Municipal ‘fogging’ truck

Sitting squeezed in the back of an elderly taxi, one member NGO team I’m trailing round with has a persistently itchy bite on the top of her foot, and keeps reaching awkwardly down to scratch it.

‘What contraception do mosquitoes use?’ another team member jokes ”Odomos‘ of course!’  citing the popular brand of insect repellent advertised in tones of cloying domesticity between popular family drama ‘saas-bahuu’ soaps on evening TV.

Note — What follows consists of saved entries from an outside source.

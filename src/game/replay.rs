//! Replay reconstruction.
//!
//! A finished game is fully described by its config and its `ReplayMove` log; feeding the log
//! back through the engine at the recorded ticks reproduces the same events and final state.
//! Only accepted moves are logged, so a replay carries no `MoveRejected` events; every other
//! event matches the live stream.

use log::warn;

use crate::config::game::GameConfig;
use crate::game::error::ConfigError;
use crate::game::events::{GameEvent, ReplayMove};
use crate::game::state::GameState;

/// Rebuild a game from its move log, stopping at `until_tick` or when the game ends.
pub fn simulate(
    config: &GameConfig,
    moves: &[ReplayMove],
    until_tick: u64,
) -> Result<(GameState, Vec<GameEvent>), ConfigError> {
    let mut state = GameState::new(config)?;
    let mut events: Vec<GameEvent> = state.start().into_iter().collect();
    let mut log = moves.iter().peekable();

    while state.tick < until_tick && !state.is_finished() {
        while let Some(replay) = log.next_if(|m| m.tick <= state.tick) {
            match state.submit_move(replay.player, replay.piece_id, replay.to) {
                Ok(event) => events.push(event),
                Err(error) => warn!("[Replay] Move {:?} no longer applies: {}", replay, error),
            }
        }
        events.extend(state.advance_tick());
    }
    Ok((state, events))
}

Yet, as mosquito numbers rise with the onset of the monsoon, so do cases of mosquito-borne diseases in the city. Now anxieties fuel angry claims that the municipality has ‘not done enough’ to control the ‘mosquito menace’ appear in the newspapers. On one level, people are seeking to choose to manage mosquitoes in the spaces of the home with individual strategies of chemicals, electric zappers, screens and only very rarely nets. But now they struggle to define the boundaries of the house as the municipality applies fogged insecticide to the public spaces of the neighbourhood for the good of the population. Yet, given the permeability of homes and often semi-domestic spaces of neighbourhood streets, residents complain both that the municipality fogs the area too fast, so that the clouds of  insecticide don’t enter people’s houses, and also of the ingress of the fog itself, an unbidden, un-negotiated risk to household health. Where the boundaries lies between home and the street, public rights and personal choice, population and individual, human and mosquito (and virus or plasmodium too), uncertainty hangs in the air, much like the clouds of insecticide.